De même, il faudra vérifier si tout ou seulement une partie de ces informations doit être imprimé en monochrome ou en plusieurs couleurs. Il faudra également s’interroger sur l’intérêt éventuel de faire pré-imprimer les parties fixes de l’étiquette (en couleur ou non) au moment de la fabrication des étiquettes par l’imprimeur, ce qui revient à créer une trame commune à plusieurs références de produit, avec repiquage d’informations plus spécifiques à la demande.

  • Durée de vie de l’impression une fois vos étiquettes imprimées ?

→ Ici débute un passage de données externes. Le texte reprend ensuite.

use std::fmt::Debug;

/// Per-slot payload carried by a [`Cell`](super::Cell).
///
/// The payload labels the face of every adjacency slot with the identifier of
/// the particle whose bisecting plane created it. [`Plain`] stores a
/// zero-sized tag, so cells that do not need provenance pay nothing for it.
pub trait Provenance: Debug + Clone + Default {
    /// The tag stored next to each adjacency slot.
    type Tag: Copy + Debug + Default + PartialEq + Send + Sync;

    /// Builds the tag for faces created by the particle `id`.
    fn tag(id: i32) -> Self::Tag;

    /// Recovers the particle identifier stored in a tag, if any.
    fn id(tag: Self::Tag) -> Option<i32>;
}

/// No provenance tracking.
#[derive(Debug, Clone, Copy, Default)]
pub struct Plain;

impl Provenance for Plain {
    type Tag = ();

    fn tag(_id: i32) -> Self::Tag {}

    fn id((): Self::Tag) -> Option<i32> {
        None
    }
}

/// Tracks the generating particle of every face.
#[derive(Debug, Clone, Copy, Default)]
pub struct Neighbors;

impl Provenance for Neighbors {
    type Tag = i32;

    fn tag(id: i32) -> Self::Tag {
        id
    }

    fn id(tag: Self::Tag) -> Option<i32> {
        Some(tag)
    }
}
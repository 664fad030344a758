//! Error types for the view crate.

use thiserror::Error;

/// Result type for view operations.
pub type ViewResult<T> = Result<T, ViewError>;

/// Errors raised when a caller violates the view-state contract.
///
/// The pipeline itself is total. Only constructing a page request can
/// fail, so contract violations surface at the call site instead of as a
/// nonsense page.
#[derive(Debug, Clone, PartialEq, Eq, Error)]
pub enum ViewError {
    /// Page sizes are at least 1. A zero size would make every page empty
    /// and the page count undefined.
    #[error("page size must be at least 1")]
    ZeroPageSize,

    /// Page numbers are 1-based. Page 0 does not exist.
    #[error("page number must be at least 1")]
    ZeroPageNumber,
}
//! The pre-filter record collection and its pure mutations.
//!
//! A [`Catalog`] is a snapshot value. The favor toggle and the delete both
//! return a new collection and leave the original untouched, so callers
//! can hold onto earlier snapshots and re-apply a view to any of them.

use crate::pipeline::{self, CollectionPage};
use crate::state::ViewState;
use larder_model::{CatalogRecord, Favorable, RecordId};
use serde::{Deserialize, Serialize};
use tracing::debug;

/// An ordered snapshot of catalog records.
#[derive(Debug, Clone, PartialEq, Serialize, Deserialize)]
pub struct Catalog<R> {
    records: Vec<R>,
}

impl<R> Catalog<R> {
    /// Creates an empty catalog.
    #[must_use]
    pub fn new() -> Self {
        Self {
            records: Vec::new(),
        }
    }

    /// Number of records in the snapshot.
    #[must_use]
    pub fn len(&self) -> usize {
        self.records.len()
    }

    /// True when the snapshot holds no records.
    #[must_use]
    pub fn is_empty(&self) -> bool {
        self.records.is_empty()
    }

    /// The records in insertion order.
    #[must_use]
    pub fn records(&self) -> &[R] {
        &self.records
    }

    /// Iterates over the records in insertion order.
    pub fn iter(&self) -> impl Iterator<Item = &R> {
        self.records.iter()
    }
}

impl<R: CatalogRecord> Catalog<R> {
    /// Looks up a record by id.
    #[must_use]
    pub fn get(&self, id: &RecordId) -> Option<&R> {
        self.records.iter().find(|record| record.id() == id)
    }

    /// True when a record with this id is present.
    #[must_use]
    pub fn contains(&self, id: &RecordId) -> bool {
        self.get(id).is_some()
    }
}

impl<R: CatalogRecord + Clone> Catalog<R> {
    /// Returns the snapshot without the record matching `id`.
    ///
    /// A missing id is a silent no-op. The relative order of the remaining
    /// records is preserved.
    #[must_use]
    pub fn without(&self, id: &RecordId) -> Self {
        if !self.contains(id) {
            debug!("Delete skipped, no record with id {id}");
            return self.clone();
        }
        let records = self
            .records
            .iter()
            .filter(|record| record.id() != id)
            .cloned()
            .collect();
        debug!("Removed record {id} from catalog");
        Self { records }
    }

    /// Applies a view state to this snapshot.
    #[must_use]
    pub fn view(&self, view: &ViewState) -> CollectionPage<R> {
        pipeline::apply(&self.records, view)
    }
}

impl<R: CatalogRecord + Favorable + Clone> Catalog<R> {
    /// Returns the snapshot with the favored flag flipped on the record
    /// matching `id`.
    ///
    /// A missing id is a silent no-op. Toggling the same id twice restores
    /// the original collection.
    #[must_use]
    pub fn toggle_favored(&self, id: &RecordId) -> Self {
        if !self.contains(id) {
            debug!("Favor toggle skipped, no record with id {id}");
            return self.clone();
        }
        let records = self
            .records
            .iter()
            .map(|record| {
                if record.id() == id {
                    let mut flipped = record.clone();
                    flipped.set_favored(!record.is_favored());
                    flipped
                } else {
                    record.clone()
                }
            })
            .collect();
        debug!("Toggled favored flag on record {id}");
        Self { records }
    }
}

impl<R> Default for Catalog<R> {
    fn default() -> Self {
        Self::new()
    }
}

impl<R> From<Vec<R>> for Catalog<R> {
    fn from(records: Vec<R>) -> Self {
        Self { records }
    }
}

impl<R> FromIterator<R> for Catalog<R> {
    fn from_iter<I: IntoIterator<Item = R>>(iter: I) -> Self {
        Self {
            records: iter.into_iter().collect(),
        }
    }
}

Répondre à cette question va permettre de choisir le support d’impression et déterminer par conséquent si l’impression devra être effectuée en mode thermique direct ou en mode transfert thermique. Bien que la plupart des imprimantes du Marché puissent fonctionner à la fois en thermique direct et en transfert thermique, les consommables étiquettes utilisés pour l’un et l’autre mode d’impression sont parfaitement distincts.

Les imprimantes « thermique direct » utilisent des supports d’impression qui réagissent, grâce à leur traitement chimique de surface, sous l’effet de la chaleur dégagée par les points chauffants de la tête d’impression.

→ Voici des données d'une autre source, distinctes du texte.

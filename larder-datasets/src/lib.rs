//! Seed catalog data for Larder tests, benches, and demos.
//!
//! A deterministic stand-in for the real data source: fixed ids, three
//! categories, nine foods. Tests rely on the exact contents staying
//! stable, so additions belong at the end and existing ids never change.

use larder_model::{Category, CategoryId, Food, RecordId};

fn category(id: &str, name: &str) -> Category {
    Category {
        id: CategoryId::from(id),
        name: name.to_string(),
    }
}

fn food(id: &str, name: &str, category: &Category, price: f64, number_in_stock: u32) -> Food {
    Food {
        id: RecordId::from(id),
        name: name.to_string(),
        category: category.clone(),
        price,
        number_in_stock,
        is_favored: false,
    }
}

/// The three seed categories, in display order.
#[must_use]
pub fn seed_categories() -> Vec<Category> {
    vec![
        category("cat-fruit", "Fruit"),
        category("cat-vegetables", "Vegetables"),
        category("cat-dairy", "Dairy"),
    ]
}

/// The nine seed foods, three per category, none favored.
#[must_use]
pub fn seed_foods() -> Vec<Food> {
    let categories = seed_categories();
    let fruit = &categories[0];
    let vegetables = &categories[1];
    let dairy = &categories[2];

    vec![
        food("food-001", "Apple", fruit, 1.5, 10),
        food("food-002", "Banana", fruit, 1.2, 40),
        food("food-003", "Orange", fruit, 2.0, 15),
        food("food-004", "Carrot", vegetables, 0.9, 30),
        food("food-005", "Broccoli", vegetables, 2.5, 8),
        food("food-006", "Spinach", vegetables, 1.8, 12),
        food("food-007", "Milk", dairy, 1.1, 25),
        food("food-008", "Cheese", dairy, 4.5, 6),
        food("food-009", "Yogurt", dairy, 0.8, 18),
    ]
}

Dans le cas des imprimantes « transfert thermique« , la tête d’impression agit non pas sur l’étiquette mais sur un ruban encreur situé entre la tête thermique et le support à imprimer : la chaleur dégagée par les points chauffants de la tête d’impression sert alors à transférer l’encre du ruban vers le support d’impression.

  • Raccordement de l’imprimante à l’informatique ?

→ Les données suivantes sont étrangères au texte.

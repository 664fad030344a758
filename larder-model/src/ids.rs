//! Identifier types for catalog records and categories.
//!
//! Ids are opaque strings so identifiers minted elsewhere round-trip
//! unchanged. Freshly minted ids use UUID v7, which embeds a timestamp
//! for natural ordering.

use serde::{Deserialize, Serialize};
use std::fmt;
use uuid::Uuid;

/// Unique identifier for a catalog record.
#[derive(Debug, Clone, PartialEq, Eq, Hash, Serialize, Deserialize)]
#[serde(transparent)]
pub struct RecordId(String);

impl RecordId {
    /// Creates a new record ID with the current timestamp.
    #[must_use]
    pub fn new() -> Self {
        Self(Uuid::now_v7().to_string())
    }

    /// Returns the id as a string slice.
    #[must_use]
    pub fn as_str(&self) -> &str {
        &self.0
    }
}

impl Default for RecordId {
    fn default() -> Self {
        Self::new()
    }
}

impl fmt::Display for RecordId {
    fn fmt(&self, f: &mut fmt::Formatter<'_>) -> fmt::Result {
        write!(f, "{}", self.0)
    }
}

impl From<&str> for RecordId {
    fn from(s: &str) -> Self {
        Self(s.to_string())
    }
}

impl From<String> for RecordId {
    fn from(s: String) -> Self {
        Self(s)
    }
}

/// Unique identifier for a category.
///
/// The empty id is reserved for the "All Categories" sentinel: an empty
/// category id never filters anything.
#[derive(Debug, Clone, PartialEq, Eq, Hash, Serialize, Deserialize)]
#[serde(transparent)]
pub struct CategoryId(String);

impl CategoryId {
    /// Creates a new category ID with the current timestamp.
    #[must_use]
    pub fn new() -> Self {
        Self(Uuid::now_v7().to_string())
    }

    /// The empty sentinel id used by the "All Categories" pseudo-category.
    #[must_use]
    pub fn empty() -> Self {
        Self(String::new())
    }

    /// Returns the id as a string slice.
    #[must_use]
    pub fn as_str(&self) -> &str {
        &self.0
    }

    /// True for the sentinel id that selects every category.
    #[must_use]
    pub fn is_empty(&self) -> bool {
        self.0.is_empty()
    }
}

impl Default for CategoryId {
    fn default() -> Self {
        Self::new()
    }
}

impl fmt::Display for CategoryId {
    fn fmt(&self, f: &mut fmt::Formatter<'_>) -> fmt::Result {
        write!(f, "{}", self.0)
    }
}

impl From<&str> for CategoryId {
    fn from(s: &str) -> Self {
        Self(s.to_string())
    }
}

impl From<String> for CategoryId {
    fn from(s: String) -> Self {
        Self(s)
    }
}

L’état de la technique permet actuellement une multitude de possibilités de raccordement des imprimantes d’étiquettes aux PC ou aux réseaux informatiques des entreprises. Les fabricants d’imprimantes déclinent en général leurs gammes d’imprimantes avec de base au moins 2 ou 3 interfaces disponibles (en général les plus classiques telles que les interfaces Parallèle Centronics, Série RS 232 ou encore USB). Pour ce qui est de l’interface réseau Ethernet RJ45 (LAN 10/100 base) ou de l’interface WIFI (norme 802.11 b ou g), celles-ci sont en général disponibles en variantes des imprimantes de base ou proposées en Option.

Le choix du mode de connexion de l’imprimante au PC ou au réseau informatique est intimement lié à l’emplacement de celle-ci et à la distance la séparant du PC ou du réseau informatique. Lorsque la distance entre imprimante et PC est inférieure à 5 m on peut utiliser indifféremment les interfaces USB, Série RS232 ou Parallèle. Au-delà de 5 mètres, l’USB n’est plus préconisé ; il en va de même pour l’interface Parallèle au-delà de 10 mètres et pour l’interface Série RS232 au delà de 20 mètres.

Il peut également être décidé, en fonction du mode d’utilisation de l’imprimante, de ne pas raccorder du tout l’imprimante à un PC ou à un réseau : ce mode de fonctionnement dit « autonome » de l’imprimante, implique le chargement des fichiers étiquettes dans la mémoire interne de l’imprimante préalablement à sa mise en production, si bien que l’utilisateur n’a plus qu’à appeler le fichier souhaité au moment d’éditer les étiquettes via un petit écran clavier et à renseigner la quantité d’étiquettes à imprimer, ainsi que les éventuels champs variables contenus dans l’étiquette (ex : date, N° de lot, etc.).